Poppox's Jordi Serra also sees the firm's customers as its best advertising campaign. "Oddly enough, word of mouth still works," he says.

Nevertheless, the company also employs orthodox marketing and has sought product placement in a local television series. "After that, we'll see," Serra says, who is not thinking about going international yet.

In contrast, Leotec's Fuertes says his company has been present in Latin American since 2013, particularly in Peru, and plans to expand into the continent gradually.

Other offerings, such as PuzzlePhone, started with one foot outside Spain. PuzzlePhone straddles Barcelona and Oulu in Finland, which is like "Silicon Valley in the Nordic countries but closer and friendlier", according to Alejandro Santacreu, CEO and founder of the company.

In Finland, Santacreu says, "The legacy of Nokia is noticeable and it is easier to find professionals with experience in the development and manufacture of mobile phones."

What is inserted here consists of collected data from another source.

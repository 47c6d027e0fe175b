use axum::{
    async_trait,
    extract::{FromRef, FromRequestParts},
    http::request::Parts,
};
use jsonwebtoken::{decode, encode, DecodingKey, EncodingKey, Header, Validation};
use std::time::Duration;
use time::{Duration as TimeDuration, OffsetDateTime};
use tracing::{debug, warn};

use crate::auth::dto::{Claims, JwtKeys};
use crate::config::JwtConfig;
use crate::error::ApiError;
use crate::policy::Identity;
use crate::state::AppState;

impl FromRef<AppState> for JwtKeys {
    fn from_ref(state: &AppState) -> Self {
        let JwtConfig {
            secret,
            issuer,
            audience,
            ttl_minutes,
        } = state.config.jwt.clone();
        Self {
            encoding: EncodingKey::from_secret(secret.as_bytes()),
            decoding: DecodingKey::from_secret(secret.as_bytes()),
            issuer,
            audience,
            ttl: Duration::from_secs((ttl_minutes as u64) * 60),
        }
    }
}

impl JwtKeys {
    pub fn sign(&self, identity: &Identity) -> anyhow::Result<String> {
        let now = OffsetDateTime::now_utc();
        let exp = now + TimeDuration::seconds(self.ttl.as_secs() as i64);
        let claims = Claims {
            sub: identity.id,
            role: identity.role,
            email: identity.email.clone(),
            iat: now.unix_timestamp() as usize,
            exp: exp.unix_timestamp() as usize,
            iss: self.issuer.clone(),
            aud: self.audience.clone(),
        };
        let token = encode(&Header::default(), &claims, &self.encoding)?;
        debug!(user_id = %identity.id, role = identity.role.as_str(), "jwt signed");
        Ok(token)
    }

    pub fn verify(&self, token: &str) -> anyhow::Result<Claims> {
        let mut validation = Validation::default();
        validation.set_audience(std::slice::from_ref(&self.audience));
        validation.set_issuer(std::slice::from_ref(&self.issuer));
        let data = decode::<Claims>(token, &self.decoding, &validation)?;
        debug!(user_id = %data.claims.sub, "jwt verified");
        Ok(data.claims)
    }
}

impl From<Claims> for Identity {
    fn from(claims: Claims) -> Self {
        Self {
            id: claims.sub,
            role: claims.role,
            email: claims.email,
        }
    }
}

/// Extracts and validates the bearer token, yielding the caller's identity.
pub struct AuthUser(pub Identity);

#[async_trait]
impl FromRequestParts<AppState> for AuthUser {
    type Rejection = ApiError;

    async fn from_request_parts(
        parts: &mut Parts,
        state: &AppState,
    ) -> Result<Self, Self::Rejection> {
        let auth = parts
            .headers
            .get(axum::http::header::AUTHORIZATION)
            .and_then(|h| h.to_str().ok())
            .ok_or_else(|| ApiError::Authentication("Missing Authorization header.".into()))?;

        let token = auth
            .strip_prefix("Bearer ")
            .or_else(|| auth.strip_prefix("bearer "))
            .ok_or_else(|| ApiError::Authentication("Invalid Authorization header.".into()))?;

        let keys = JwtKeys::from_ref(state);
        let claims = keys.verify(token).map_err(|_| {
            warn!("invalid or expired token");
            ApiError::Authentication("Invalid or expired token.".into())
        })?;

        Ok(AuthUser(claims.into()))
    }
}

#[cfg(test)]
mod tests {
    use super::*;
    use crate::policy::Role;
    use uuid::Uuid;

    fn make_keys() -> JwtKeys {
        JwtKeys::from_ref(&AppState::fake())
    }

    fn identity() -> Identity {
        Identity {
            id: Uuid::new_v4(),
            role: Role::Retailer,
            email: "shop@example.com".into(),
        }
    }

    #[test]
    fn sign_and_verify_roundtrip_preserves_identity() {
        let keys = make_keys();
        let identity = identity();
        let token = keys.sign(&identity).expect("sign");
        let claims = keys.verify(&token).expect("verify");
        assert_eq!(claims.sub, identity.id);
        assert_eq!(claims.role, Role::Retailer);
        assert_eq!(claims.email, identity.email);
        assert_eq!(claims.iss, "test-issuer");
        assert_eq!(claims.aud, "test-aud");
    }

    #[test]
    fn verify_rejects_a_tampered_token() {
        let keys = make_keys();
        let token = keys.sign(&identity()).expect("sign");
        let mut broken = token.clone();
        broken.pop();
        assert!(keys.verify(&broken).is_err());
    }
}
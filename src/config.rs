use serde::Deserialize;

#[derive(Debug, Clone, Deserialize)]
pub struct JwtConfig {
    pub secret: String,
    pub issuer: String,
    pub audience: String,
    pub ttl_minutes: i64,
}

#[derive(Debug, Clone, Deserialize)]
pub struct AppConfig {
    pub jwt: JwtConfig,
}

impl AppConfig {
    pub fn from_env() -> anyhow::Result<Self> {
        let jwt = JwtConfig {
            secret: std::env::var("JWT_SECRET")?,
            issuer: std::env::var("JWT_ISSUER").unwrap_or_else(|_| "offerzone".into()),
            audience: std::env::var("JWT_AUDIENCE").unwrap_or_else(|_| "offerzone-clients".into()),
            // Tokens last seven days unless overridden.
            ttl_minutes: std::env::var("JWT_TTL_MINUTES")
                .ok()
                .and_then(|v| v.parse::<i64>().ok())
                .unwrap_or(60 * 24 * 7),
        };
        Ok(Self { jwt })
    }
}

PuzzlePhone has developed a phone with three easy-to-change modules: the brain, consisting of the processor and the camera; the heart, which includes the battery and electronics support; and the spine, the high-res display.

This configuration makes upgrading and repair much easier if something breaks. Santacreu says the idea came from the inability to repair the button on an iPhone.

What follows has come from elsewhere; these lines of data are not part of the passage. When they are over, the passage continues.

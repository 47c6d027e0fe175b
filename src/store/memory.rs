use std::cmp::Ordering;
use std::collections::HashMap;
use std::sync::RwLock;

use async_trait::async_trait;
use serde_json::Value;
use uuid::Uuid;

use super::{Kind, Predicate, Sort, Store, StoreError, Window};

/// In-memory document store. One lock guards all collections, so every write
/// (including its unique-index check) is atomic; that lock is what makes the
/// verify-then-insert pattern safe here.
#[derive(Default)]
pub struct MemStore {
    collections: RwLock<HashMap<Kind, Vec<Value>>>,
}

impl MemStore {
    pub fn new() -> Self {
        Self::default()
    }
}

/// Fields with a case-insensitive unique index, per collection.
fn unique_fields(kind: Kind) -> &'static [&'static str] {
    match kind {
        Kind::User => &["email"],
        Kind::Retailer => &["retailerCode", "shopName"],
        Kind::Product | Kind::Offer => &[],
    }
}

fn doc_id(doc: &Value) -> Option<Uuid> {
    doc.get("id")
        .and_then(Value::as_str)
        .and_then(|s| Uuid::parse_str(s).ok())
}

fn field_eq_ci(a: &Value, b: &Value, field: &str) -> bool {
    match (a.get(field).and_then(Value::as_str), b.get(field).and_then(Value::as_str)) {
        (Some(x), Some(y)) => x.eq_ignore_ascii_case(y),
        _ => false,
    }
}

fn value_cmp(a: &Value, b: &Value) -> Ordering {
    match (a, b) {
        (Value::String(x), Value::String(y)) => x.cmp(y),
        (Value::Number(x), Value::Number(y)) => x
            .as_f64()
            .partial_cmp(&y.as_f64())
            .unwrap_or(Ordering::Equal),
        _ => Ordering::Equal,
    }
}

fn apply_window(mut docs: Vec<Value>, window: &Window) -> Vec<Value> {
    if let Some(Sort { field, descending }) = &window.sort {
        docs.sort_by(|a, b| {
            let null = Value::Null;
            let ord = value_cmp(a.get(*field).unwrap_or(&null), b.get(*field).unwrap_or(&null));
            if *descending {
                ord.reverse()
            } else {
                ord
            }
        });
    }
    let skipped = docs.into_iter().skip(window.skip as usize);
    match window.limit {
        Some(limit) => skipped.take(limit as usize).collect(),
        None => skipped.collect(),
    }
}

impl MemStore {
    fn check_unique(
        collection: &[Value],
        kind: Kind,
        candidate: &Value,
        exclude: Option<Uuid>,
    ) -> Result<(), StoreError> {
        for field in unique_fields(kind) {
            if candidate.get(*field).is_none() {
                continue;
            }
            let clash = collection.iter().any(|existing| {
                doc_id(existing) != exclude && field_eq_ci(existing, candidate, field)
            });
            if clash {
                return Err(StoreError::Duplicate { field });
            }
        }
        Ok(())
    }
}

#[async_trait]
impl Store for MemStore {
    async fn find(
        &self,
        kind: Kind,
        filter: &Predicate,
        window: &Window,
    ) -> Result<Vec<Value>, StoreError> {
        let collections = self
            .collections
            .read()
            .map_err(|_| StoreError::Backend("store lock poisoned".into()))?;
        let matched = collections
            .get(&kind)
            .map(|docs| docs.iter().filter(|d| filter.matches(d)).cloned().collect())
            .unwrap_or_default();
        Ok(apply_window(matched, window))
    }

    async fn find_one(&self, kind: Kind, filter: &Predicate) -> Result<Option<Value>, StoreError> {
        let collections = self
            .collections
            .read()
            .map_err(|_| StoreError::Backend("store lock poisoned".into()))?;
        Ok(collections
            .get(&kind)
            .and_then(|docs| docs.iter().find(|d| filter.matches(d)).cloned()))
    }

    async fn count(&self, kind: Kind, filter: &Predicate) -> Result<u64, StoreError> {
        let collections = self
            .collections
            .read()
            .map_err(|_| StoreError::Backend("store lock poisoned".into()))?;
        Ok(collections
            .get(&kind)
            .map(|docs| docs.iter().filter(|d| filter.matches(d)).count() as u64)
            .unwrap_or(0))
    }

    async fn insert(&self, kind: Kind, doc: Value) -> Result<Value, StoreError> {
        let mut collections = self
            .collections
            .write()
            .map_err(|_| StoreError::Backend("store lock poisoned".into()))?;
        let collection = collections.entry(kind).or_default();
        Self::check_unique(collection, kind, &doc, None)?;
        collection.push(doc.clone());
        Ok(doc)
    }

    async fn update_by_id(
        &self,
        kind: Kind,
        id: Uuid,
        patch: Value,
    ) -> Result<Option<Value>, StoreError> {
        let Some(patch) = patch.as_object().cloned() else {
            return Err(StoreError::Backend("update patch must be an object".into()));
        };
        let mut collections = self
            .collections
            .write()
            .map_err(|_| StoreError::Backend("store lock poisoned".into()))?;
        let collection = collections.entry(kind).or_default();
        let Some(pos) = collection.iter().position(|d| doc_id(d) == Some(id)) else {
            return Ok(None);
        };
        Self::check_unique(collection, kind, &Value::Object(patch.clone()), Some(id))?;
        let doc = &mut collection[pos];
        if let Some(fields) = doc.as_object_mut() {
            for (key, value) in patch {
                fields.insert(key, value);
            }
        }
        Ok(Some(doc.clone()))
    }

    async fn delete_by_id(&self, kind: Kind, id: Uuid) -> Result<Option<Value>, StoreError> {
        let mut collections = self
            .collections
            .write()
            .map_err(|_| StoreError::Backend("store lock poisoned".into()))?;
        let Some(collection) = collections.get_mut(&kind) else {
            return Ok(None);
        };
        match collection.iter().position(|d| doc_id(d) == Some(id)) {
            Some(pos) => Ok(Some(collection.remove(pos))),
            None => Ok(None),
        }
    }
}

#[cfg(test)]
mod tests {
    use super::*;
    use crate::store::Clause;
    use serde_json::json;

    fn user(id: Uuid, email: &str) -> Value {
        json!({ "id": id.to_string(), "email": email, "name": "someone" })
    }

    #[tokio::test]
    async fn insert_then_find_one_by_id() {
        let store = MemStore::new();
        let id = Uuid::new_v4();
        store.insert(Kind::User, user(id, "a@b.com")).await.unwrap();
        let found = store
            .find_one(Kind::User, &Predicate::by_id(id))
            .await
            .unwrap();
        assert!(found.is_some());
        let missing = store
            .find_one(Kind::User, &Predicate::by_id(Uuid::new_v4()))
            .await
            .unwrap();
        assert!(missing.is_none());
    }

    #[tokio::test]
    async fn duplicate_email_is_rejected_case_insensitively() {
        let store = MemStore::new();
        store
            .insert(Kind::User, user(Uuid::new_v4(), "a@b.com"))
            .await
            .unwrap();
        let err = store
            .insert(Kind::User, user(Uuid::new_v4(), "A@B.COM"))
            .await
            .unwrap_err();
        assert!(matches!(err, StoreError::Duplicate { field: "email" }));
    }

    #[tokio::test]
    async fn duplicate_shop_name_is_rejected_on_update_but_not_self() {
        let store = MemStore::new();
        let first = Uuid::new_v4();
        let second = Uuid::new_v4();
        store
            .insert(
                Kind::Retailer,
                json!({ "id": first.to_string(), "shopName": "Daily Crust", "retailerCode": "DC-01" }),
            )
            .await
            .unwrap();
        store
            .insert(
                Kind::Retailer,
                json!({ "id": second.to_string(), "shopName": "Corner Shop", "retailerCode": "CS-01" }),
            )
            .await
            .unwrap();

        // Patching a record with its own shopName must not self-conflict.
        let patched = store
            .update_by_id(Kind::Retailer, first, json!({ "shopName": "Daily Crust" }))
            .await
            .unwrap();
        assert!(patched.is_some());

        let err = store
            .update_by_id(Kind::Retailer, second, json!({ "shopName": "daily crust" }))
            .await
            .unwrap_err();
        assert!(matches!(err, StoreError::Duplicate { field: "shopName" }));
    }

    #[tokio::test]
    async fn update_merges_patch_and_is_idempotent() {
        let store = MemStore::new();
        let id = Uuid::new_v4();
        store
            .insert(
                Kind::Product,
                json!({ "id": id.to_string(), "name": "Loaf", "price": 100.0 }),
            )
            .await
            .unwrap();
        let patch = json!({ "price": 90.0 });
        let once = store
            .update_by_id(Kind::Product, id, patch.clone())
            .await
            .unwrap()
            .unwrap();
        let twice = store
            .update_by_id(Kind::Product, id, patch)
            .await
            .unwrap()
            .unwrap();
        assert_eq!(once, twice);
        assert_eq!(twice["name"], "Loaf");
        assert_eq!(twice["price"], 90.0);
    }

    #[tokio::test]
    async fn find_applies_sort_skip_and_limit() {
        let store = MemStore::new();
        for day in ["01", "02", "03", "04"] {
            store
                .insert(
                    Kind::Retailer,
                    json!({
                        "id": Uuid::new_v4().to_string(),
                        "shopName": format!("shop-{day}"),
                        "retailerCode": format!("rc-{day}"),
                        "createdAt": format!("2025-03-{day}T10:00:00Z"),
                    }),
                )
                .await
                .unwrap();
        }
        let window = Window {
            skip: 1,
            limit: Some(2),
            sort: Some(Sort::newest_first()),
        };
        let page = store
            .find(Kind::Retailer, &Predicate::new(), &window)
            .await
            .unwrap();
        let names: Vec<_> = page.iter().map(|d| d["shopName"].clone()).collect();
        assert_eq!(names, vec![json!("shop-03"), json!("shop-02")]);
    }

    #[tokio::test]
    async fn count_and_delete() {
        let store = MemStore::new();
        let id = Uuid::new_v4();
        store
            .insert(Kind::Offer, json!({ "id": id.to_string(), "city": "Pune" }))
            .await
            .unwrap();
        store
            .insert(
                Kind::Offer,
                json!({ "id": Uuid::new_v4().to_string(), "city": "Mumbai" }),
            )
            .await
            .unwrap();

        let pune = Predicate::new().with(Clause::FieldEq("city", "pune".into()));
        assert_eq!(store.count(Kind::Offer, &pune).await.unwrap(), 1);

        let removed = store.delete_by_id(Kind::Offer, id).await.unwrap();
        assert!(removed.is_some());
        assert_eq!(store.count(Kind::Offer, &pune).await.unwrap(), 0);
        assert!(store.delete_by_id(Kind::Offer, id).await.unwrap().is_none());
    }
}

"It makes no sense that smartphones, which are now our identity and window to the world, cannot be repaired and upgraded", he says.

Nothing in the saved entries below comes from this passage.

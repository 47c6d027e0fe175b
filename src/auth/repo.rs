use serde::{Deserialize, Serialize};
use time::OffsetDateTime;
use uuid::Uuid;

use crate::error::ApiError;
use crate::policy::Role;
use crate::store::{Clause, Kind, Predicate, Store};

/// Stored user document. The password hash travels with the document; only
/// `PublicUser` ever leaves the service.
#[derive(Debug, Clone, Serialize, Deserialize)]
#[serde(rename_all = "camelCase")]
pub struct User {
    pub id: Uuid,
    pub name: String,
    pub email: String,
    pub password: String,
    pub role: Role,
    #[serde(skip_serializing_if = "Option::is_none", default)]
    pub city: Option<String>,
    #[serde(default = "default_active")]
    pub active: bool,
    #[serde(with = "time::serde::rfc3339")]
    pub created_at: OffsetDateTime,
}

fn default_active() -> bool {
    true
}

pub async fn find_by_email(store: &dyn Store, email: &str) -> Result<Option<User>, ApiError> {
    let filter = Predicate::new().with(Clause::FieldEq("email", email.to_string()));
    match store.find_one(Kind::User, &filter).await? {
        Some(doc) => Ok(Some(serde_json::from_value(doc)?)),
        None => Ok(None),
    }
}

pub async fn find_by_id(store: &dyn Store, id: Uuid) -> Result<Option<User>, ApiError> {
    match store.find_one(Kind::User, &Predicate::by_id(id)).await? {
        Some(doc) => Ok(Some(serde_json::from_value(doc)?)),
        None => Ok(None),
    }
}

pub async fn insert(store: &dyn Store, user: &User) -> Result<User, ApiError> {
    let doc = store.insert(Kind::User, serde_json::to_value(user)?).await?;
    Ok(serde_json::from_value(doc)?)
}
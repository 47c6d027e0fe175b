//! Referential integrity pre-write gates. The store enforces no foreign-key
//! constraints, so these checks run synchronously before every write. They
//! are advisory under concurrency; unique-field safety ultimately rests on
//! the store's own unique indexes.

use uuid::Uuid;

use crate::auth::repo::{self as users, User};
use crate::error::ApiError;
use crate::policy::Role;
use crate::products::repo::{self as products, Product};
use crate::retailers::repo::Retailer;
use crate::store::{Clause, Kind, Predicate, Store};

/// The declared owner of a Retailer profile must exist and hold the retailer
/// role. A missing user is a 404, a wrong role a plain validation failure.
pub async fn require_retailer_owner(store: &dyn Store, owner_id: Uuid) -> Result<User, ApiError> {
    let owner = users::find_by_id(store, owner_id)
        .await?
        .ok_or_else(|| ApiError::NotFound("Owner user not found.".into()))?;
    if owner.role != Role::Retailer {
        return Err(ApiError::Validation(
            "User must have retailer role to own a shop.".into(),
        ));
    }
    Ok(owner)
}

/// Products and offers are written under the caller's id; that account must
/// still exist, be active and carry the retailer role when the write lands.
pub async fn require_active_retailer(store: &dyn Store, owner_id: Uuid) -> Result<User, ApiError> {
    let owner = users::find_by_id(store, owner_id).await?;
    match owner {
        Some(user) if user.active && user.role == Role::Retailer => Ok(user),
        _ => Err(ApiError::Integrity {
            field: "retailerId".into(),
            message: "Owner is not an existing, active retailer.".into(),
        }),
    }
}

/// An offer must reference an existing product.
pub async fn require_product(store: &dyn Store, product_id: Uuid) -> Result<Product, ApiError> {
    products::find_by_id(store, product_id)
        .await?
        .ok_or_else(|| ApiError::Integrity {
            field: "productId".into(),
            message: "Product not found.".into(),
        })
}

/// Batch reference check for the denormalized id lists on a Retailer. Fails
/// on the first missing element, naming its index.
pub async fn check_id_batch(
    store: &dyn Store,
    kind: Kind,
    ids: &[Uuid],
    field: &'static str,
) -> Result<(), ApiError> {
    for (index, id) in ids.iter().enumerate() {
        let found = store.find_one(kind, &Predicate::by_id(*id)).await?;
        if found.is_none() {
            return Err(ApiError::Integrity {
                field: format!("{field}[{index}]"),
                message: format!("Referenced record {id} does not exist."),
            });
        }
    }
    Ok(())
}

/// UX-level duplicate check for (retailerCode, shopName), case-insensitive,
/// excluding the record under update. The store's unique index remains the
/// backstop against races.
pub async fn ensure_unique_retailer(
    store: &dyn Store,
    shop_name: Option<&str>,
    retailer_code: Option<&str>,
    exclude: Option<Uuid>,
) -> Result<(), ApiError> {
    let mut alternatives = Vec::new();
    if let Some(name) = shop_name {
        alternatives.push(Clause::FieldEq("shopName", name.to_string()));
    }
    if let Some(code) = retailer_code {
        alternatives.push(Clause::FieldEq("retailerCode", code.to_string()));
    }
    if alternatives.is_empty() {
        return Ok(());
    }

    let mut filter = Predicate::new().with(Clause::AnyOf(alternatives));
    if let Some(id) = exclude {
        filter.push(Clause::IdNe("id", id));
    }

    if let Some(doc) = store.find_one(Kind::Retailer, &filter).await? {
        let existing: Retailer = serde_json::from_value(doc)?;
        let field = match shop_name {
            Some(name) if existing.shop_name.eq_ignore_ascii_case(name) => "shopName",
            _ => "retailerCode",
        };
        return Err(ApiError::Conflict(format!(
            "A retailer with this {field} already exists."
        )));
    }
    Ok(())
}

#[cfg(test)]
mod tests {
    use super::*;
    use crate::store::MemStore;
    use serde_json::json;
    use time::OffsetDateTime;

    fn seed_user(role: Role, active: bool) -> User {
        User {
            id: Uuid::new_v4(),
            name: "Asha".into(),
            email: format!("{}@example.com", Uuid::new_v4()),
            password: "hash".into(),
            role,
            city: Some("Pune".into()),
            active,
            created_at: OffsetDateTime::now_utc(),
        }
    }

    #[tokio::test]
    async fn offer_with_dangling_product_names_the_field() {
        let store = MemStore::new();
        let err = require_product(&store, Uuid::new_v4()).await.unwrap_err();
        match err {
            ApiError::Integrity { field, .. } => assert_eq!(field, "productId"),
            other => panic!("expected integrity error, got {other:?}"),
        }
    }

    #[tokio::test]
    async fn retailer_owner_must_exist_and_have_the_role() {
        let store = MemStore::new();
        let missing = require_retailer_owner(&store, Uuid::new_v4())
            .await
            .unwrap_err();
        assert!(matches!(missing, ApiError::NotFound(_)));

        let customer = seed_user(Role::Customer, true);
        users::insert(&store, &customer).await.unwrap();
        let wrong_role = require_retailer_owner(&store, customer.id)
            .await
            .unwrap_err();
        assert!(matches!(wrong_role, ApiError::Validation(_)));

        let retailer = seed_user(Role::Retailer, true);
        users::insert(&store, &retailer).await.unwrap();
        assert!(require_retailer_owner(&store, retailer.id).await.is_ok());
    }

    #[tokio::test]
    async fn inactive_owner_fails_the_active_check() {
        let store = MemStore::new();
        let dormant = seed_user(Role::Retailer, false);
        users::insert(&store, &dormant).await.unwrap();
        let err = require_active_retailer(&store, dormant.id)
            .await
            .unwrap_err();
        assert!(matches!(err, ApiError::Integrity { .. }));
    }

    #[tokio::test]
    async fn batch_check_names_the_failing_index() {
        let store = MemStore::new();
        let good = Uuid::new_v4();
        store
            .insert(Kind::Product, json!({ "id": good.to_string() }))
            .await
            .unwrap();
        let bad = Uuid::new_v4();

        assert!(check_id_batch(&store, Kind::Product, &[good], "products")
            .await
            .is_ok());
        let err = check_id_batch(&store, Kind::Product, &[good, bad], "products")
            .await
            .unwrap_err();
        match err {
            ApiError::Integrity { field, .. } => assert_eq!(field, "products[1]"),
            other => panic!("expected integrity error, got {other:?}"),
        }
    }

    #[tokio::test]
    async fn duplicate_check_is_case_insensitive_and_excludes_self() {
        let store = MemStore::new();
        let id = Uuid::new_v4();
        store
            .insert(
                Kind::Retailer,
                json!({
                    "id": id.to_string(),
                    "retailerCode": "DC-01",
                    "shopName": "Daily Crust",
                    "ownerId": Uuid::new_v4().to_string(),
                    "businessType": "Bakery",
                    "description": "bread",
                    "address": "FC Road",
                    "createdAt": "2025-01-01T00:00:00Z",
                }),
            )
            .await
            .unwrap();

        let err = ensure_unique_retailer(&store, Some("daily crust"), None, None)
            .await
            .unwrap_err();
        assert!(matches!(err, ApiError::Conflict(_)));
        assert!(err.to_string().contains("shopName"));

        // The record under update never conflicts with itself.
        assert!(
            ensure_unique_retailer(&store, Some("Daily Crust"), Some("DC-01"), Some(id))
                .await
                .is_ok()
        );
    }
}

PuzzlePhone also wants to contribute to the reduction of e-waste by extending the life of smartphones and simultaneously allowing reuse of functional modules in other applications. Use, reuse, and recycle: that's the basis of the so-called circular economy, according to PuzzlePhone.

Its prototype was presented at 4YFN 2015, and in November and December last year the company ran a crowdfunding campaign, with the first units of the modular phone to be delivered to those who have supported it.

Santacreu says the international aspect is there from the beginning of the project. "A product like ours must have a presence in countries that are more receptive to the concept of circular economy," he says.

In the international market, Google has been working with the modular-phone concept through the Project Ara and, in Amsterdam, Fairphone is also promoting a modular design.

Santacreu acknowledged that Barcelona is important in the development of the product because the company behind it, Circular Devices, has a team that operates from the Catalan capital.

"[But] this project could hardly have been developed in Spain or Barcelona, because the level of institutional support existing in Finland is not available in Spain," he says.

Yet, Jordi Puigneró, director general of telecommunications and information society for the Catalan government, argues that its efforts to attract events such as Mobile World Congress, the Smart City Expo World Congress, and IoT Solutions World Congress have helped make Catalonia a reference location for these technologies.

"[They have] turned it into a highly recommended place for the installation of ICT companies in general and for one focused in the mobile and 'smart' sector in particular," he says.

Its government is committed to turning Catalonia into "a reference data-processing center in Southern Europe, with significant investments to attract the world's main datacenter companies ".